First, let me talk a little about the proof of the Cook-Levin theorem (SAT np-completeness).

At a very high level, the cook-levin theorem proof does this:

Assume R is some problem in NP. Then, by definition, there is a nondeterministic TM $T$ that runs in $p(n)$ time and decides $R$, for $p(n)$ a polynomial.

Then, it is sufficient to show that for any $x$, we can construct in polytime a boolean formula $B$ such that $B$ is satisfiable if and only if $T$ accepts $x$ (within $p(|x|)$ steps, by assumption of $T$).

Finally, by taking the formal definition of a nondeterministic turing machine and translating it into the language of a SAT instance, we construct a formula that is true only if $T$ accepts $x$ within $p(|x|)$ steps. This is a tedious and difficult process, which you can read about here http://en.wikipedia.org/wiki/Cook%E2%80%93Levin_theorem#Proof

Anyways, the point of this explanation is the last paragraph: notably, that the only nontrivial part of this proof is taking the parts of a NTM and putting it in the language of a SAT instance. But, this is essentially what a reduction is!

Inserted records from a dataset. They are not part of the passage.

use chrono::NaiveDate;
use derive_more::Display;
use serde::{Deserialize, Serialize};

/// Represents the aggregated Copilot usage of an organization for one calendar day.
///
/// The `day` is the natural key of a record; a store holds at most one record per day.
/// Counters never carry a semantic difference between zero and missing, absent source
/// data is normalized to zero.
#[derive(Debug, Display, Clone, Serialize, Deserialize, PartialEq, Eq)]
#[display(fmt = "day: {}, suggestions: {}, active users: {}", day, total_suggestions_count, total_active_users)]
pub struct DailyMetrics {
    /// The calendar day of the record, serialized as `YYYY-MM-DD`.
    pub day: NaiveDate,
    /// The total number of code suggestions shown.
    pub total_suggestions_count: u64,
    /// The total number of code suggestions accepted.
    pub total_acceptances_count: u64,
    /// The total number of code lines suggested.
    pub total_lines_suggested: u64,
    /// The total number of suggested code lines accepted.
    pub total_lines_accepted: u64,
    /// The total number of active users for the day.
    pub total_active_users: u64,
    /// The total number of chat suggestions accepted (insertions and copies).
    pub total_chat_acceptances: u64,
    /// The total number of chat turns.
    pub total_chat_turns: u64,
    /// The total number of active chat users for the day.
    pub total_active_chat_users: u64,
}

impl DailyMetrics {
    /// Create a new empty record for the given day with all counters at zero.
    pub fn empty(day: NaiveDate) -> Self {
        Self {
            day,
            total_suggestions_count: 0,
            total_acceptances_count: 0,
            total_lines_suggested: 0,
            total_lines_accepted: 0,
            total_active_users: 0,
            total_chat_acceptances: 0,
            total_chat_turns: 0,
            total_active_chat_users: 0,
        }
    }
}
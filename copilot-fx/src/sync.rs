use chrono::{DateTime, Duration, Local};
use derive_more::Display;
use log::{debug, info, trace, warn};
use serde::{Deserialize, Serialize};

use copilot_fx_core::core::metrics::{self, MetricsError, MetricsManager, MetricsProvider};
use copilot_fx_core::core::storage::Storage;

const SYNC_STATE_FILENAME: &str = "sync-state.json";

/// The result of a completed sync run.
#[derive(Debug, Display, Clone, PartialEq)]
pub enum SyncOutcome {
    /// The last completed sync is still fresh, no remote call was made.
    #[display(fmt = "last sync is still fresh, skipped the remote fetch")]
    Fresh,
    /// The fetched batch contained no days newer than the stored history.
    #[display(fmt = "no new data")]
    NoNewData,
    /// New days have been merged into the given snapshot file.
    #[display(fmt = "saved new metrics to {}", _0)]
    Saved(String),
}

/// The persisted timestamp of the last successfully completed sync.
#[derive(Debug, Clone, Serialize, Deserialize, PartialEq)]
struct SyncState {
    last_sync: DateTime<Local>,
}

/// Fetch the latest usage metrics through the given provider and merge them into the history.
///
/// A sync within the cache window of the last completed sync skips the remote fetch unless
/// `force` is set. The transient snapshot written by the provider is removed on both the
/// success and the failure path.
///
/// # Returns
///
/// The outcome of the sync run, or the fetch/merge error that terminated it.
pub async fn run_sync(
    provider: &dyn MetricsProvider,
    manager: &MetricsManager,
    storage: &Storage,
    cache_ttl_hours: i64,
    force: bool,
) -> metrics::Result<SyncOutcome> {
    if !force && is_fresh(storage, cache_ttl_hours) {
        info!("Last sync is still within the cache window, skipping the remote fetch");
        return Ok(SyncOutcome::Fresh);
    }

    let snapshot_path = provider.fetch().await?;
    let snapshot_filename = snapshot_path
        .file_name()
        .and_then(|e| e.to_str())
        .map(str::to_string)
        .ok_or_else(|| MetricsError::Processing(format!("invalid snapshot path {:?}", snapshot_path)))?;

    debug!("Processing downloaded snapshot {}", snapshot_filename);
    let result = manager.process_new_data(snapshot_filename.as_str());

    // the transient snapshot is removed on both the success and failure path
    match storage.delete_path(snapshot_filename.as_str()) {
        Ok(()) => debug!("Deleted transient snapshot {}", snapshot_filename),
        Err(e) => warn!("Unable to delete transient snapshot {}, {}", snapshot_filename, e),
    }

    match result? {
        Some(filename) => {
            update_state(storage);
            Ok(SyncOutcome::Saved(filename))
        }
        None => {
            update_state(storage);
            Ok(SyncOutcome::NoNewData)
        }
    }
}

/// Verify if the last completed sync is still within the cache window.
fn is_fresh(storage: &Storage, cache_ttl_hours: i64) -> bool {
    match storage.options().serializer(SYNC_STATE_FILENAME).read::<SyncState>() {
        Ok(state) => {
            let age = Local::now() - state.last_sync;
            trace!("Last sync completed {} minutes ago", age.num_minutes());
            age < Duration::hours(cache_ttl_hours)
        }
        Err(e) => {
            trace!("No sync state available, {}", e);
            false
        }
    }
}

fn update_state(storage: &Storage) {
    let state = SyncState {
        last_sync: Local::now(),
    };

    match storage
        .options()
        .make_dirs(true)
        .serializer(SYNC_STATE_FILENAME)
        .write(&state)
    {
        Ok(_) => debug!("Sync state has been updated"),
        Err(e) => warn!("Unable to update the sync state, {}", e),
    }
}

#[cfg(test)]
mod tests {
    use std::path::PathBuf;

    use chrono::NaiveDate;
    use tempfile::tempdir;

    use copilot_fx_core::core::metrics::DailyMetrics;
    use copilot_fx_core::init_logger;
    use copilot_fx_core::testing::{write_test_file, MockMetricsProvider};

    use super::*;

    fn metrics_json(days: &[NaiveDate]) -> String {
        let records: Vec<DailyMetrics> = days.iter().map(|e| DailyMetrics::empty(*e)).collect();
        serde_json::to_string(&records).unwrap()
    }

    fn day(year: i32, month: u32, day: u32) -> NaiveDate {
        NaiveDate::from_ymd_opt(year, month, day).unwrap()
    }

    fn snapshot_provider(path: PathBuf) -> MockMetricsProvider {
        let mut provider = MockMetricsProvider::new();
        provider.expect_fetch().returning(move || Ok(path.clone()));
        provider
    }

    #[tokio::test]
    async fn test_run_sync() {
        init_logger!();
        let temp_dir = tempdir().unwrap();
        let temp_path = temp_dir.path().to_str().unwrap();
        let snapshot_path = write_test_file(
            temp_dir.path(),
            "metrics_20241101_220634.json",
            metrics_json(&[day(2024, 11, 1), day(2024, 11, 2)]).as_str(),
        );
        let provider = snapshot_provider(snapshot_path.clone());
        let manager = MetricsManager::new(temp_path);
        let storage = Storage::from(temp_path);

        let result = run_sync(&provider, &manager, &storage, 12, false)
            .await
            .expect("expected the sync to have succeeded");

        assert_eq!(SyncOutcome::Saved("data_2024-11-02.json".to_string()), result);
        assert_eq!(false, snapshot_path.exists(), "expected the transient snapshot to have been deleted");
        assert!(
            temp_dir.path().join(SYNC_STATE_FILENAME).exists(),
            "expected the sync state to have been updated"
        )
    }

    #[tokio::test]
    async fn test_run_sync_no_new_data() {
        init_logger!();
        let temp_dir = tempdir().unwrap();
        let temp_path = temp_dir.path().to_str().unwrap();
        write_test_file(
            temp_dir.path(),
            "data_2024-11-02.json",
            metrics_json(&[day(2024, 11, 2)]).as_str(),
        );
        let snapshot_path = write_test_file(
            temp_dir.path(),
            "metrics_20241102_220634.json",
            metrics_json(&[day(2024, 11, 1), day(2024, 11, 2)]).as_str(),
        );
        let provider = snapshot_provider(snapshot_path.clone());
        let manager = MetricsManager::new(temp_path);
        let storage = Storage::from(temp_path);

        let result = run_sync(&provider, &manager, &storage, 12, false)
            .await
            .expect("expected the sync to have succeeded");

        assert_eq!(SyncOutcome::NoNewData, result);
        assert_eq!(false, snapshot_path.exists(), "expected the transient snapshot to have been deleted")
    }

    #[tokio::test]
    async fn test_run_sync_removes_snapshot_on_merge_failure() {
        init_logger!();
        let temp_dir = tempdir().unwrap();
        let temp_path = temp_dir.path().to_str().unwrap();
        let snapshot_path = write_test_file(temp_dir.path(), "metrics_20241101_220634.json", "{invalid");
        let provider = snapshot_provider(snapshot_path.clone());
        let manager = MetricsManager::new(temp_path);
        let storage = Storage::from(temp_path);

        let result = run_sync(&provider, &manager, &storage, 12, false).await;

        match result.err().expect("expected an error to be returned") {
            MetricsError::Processing(_) => {}
            _ => assert!(false, "expected MetricsError::Processing to be returned"),
        }
        assert_eq!(false, snapshot_path.exists(), "expected the transient snapshot to have been deleted")
    }

    #[tokio::test]
    async fn test_run_sync_fetch_failure() {
        init_logger!();
        let temp_dir = tempdir().unwrap();
        let temp_path = temp_dir.path().to_str().unwrap();
        let mut provider = MockMetricsProvider::new();
        provider.expect_fetch().returning(|| {
            Err(MetricsError::Fetch {
                status: 500,
                body: "server error".to_string(),
            })
        });
        let manager = MetricsManager::new(temp_path);
        let storage = Storage::from(temp_path);

        let result = run_sync(&provider, &manager, &storage, 12, false).await;

        match result.err().expect("expected an error to be returned") {
            MetricsError::Fetch { status, .. } => assert_eq!(500, status),
            _ => assert!(false, "expected MetricsError::Fetch to be returned"),
        }
    }

    #[tokio::test]
    async fn test_run_sync_fresh_state_skips_fetch() {
        init_logger!();
        let temp_dir = tempdir().unwrap();
        let temp_path = temp_dir.path().to_str().unwrap();
        let storage = Storage::from(temp_path);
        update_state(&storage);
        let mut provider = MockMetricsProvider::new();
        provider.expect_fetch().never();
        let manager = MetricsManager::new(temp_path);

        let result = run_sync(&provider, &manager, &storage, 12, false)
            .await
            .expect("expected the sync to have succeeded");

        assert_eq!(SyncOutcome::Fresh, result)
    }

    #[tokio::test]
    async fn test_run_sync_force_ignores_fresh_state() {
        init_logger!();
        let temp_dir = tempdir().unwrap();
        let temp_path = temp_dir.path().to_str().unwrap();
        let storage = Storage::from(temp_path);
        update_state(&storage);
        let snapshot_path = write_test_file(
            temp_dir.path(),
            "metrics_20241101_220634.json",
            metrics_json(&[day(2024, 11, 1)]).as_str(),
        );
        let provider = snapshot_provider(snapshot_path);
        let manager = MetricsManager::new(temp_path);

        let result = run_sync(&provider, &manager, &storage, 12, true)
            .await
            .expect("expected the sync to have succeeded");

        assert_eq!(SyncOutcome::Saved("data_2024-11-01.json".to_string()), result)
    }
}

For example, when you write a reduction from SAT to 3-coloring, what you are showing is that a SAT instance can be translated into a 3-coloring instance -- and this gives you a direct proof of np-completeness, because we already have a translation from a p(n) time NTM into a SAT instance.

So, cook-levin tells us how to make boolean formulas from an NTM, and a 3-coloring reduction tells us how to make vertices and edges from boolean formulas. Put these together, and you get a direct translation from an NTM into vertices and edges, which is exactly what you're looking for. It just happens to be tedious to deal with all the annoying little pieces of the NTM formalism, so no one likes to deal with that. It's much easier to do a reduction from SAT than a 'reduction' from NTM.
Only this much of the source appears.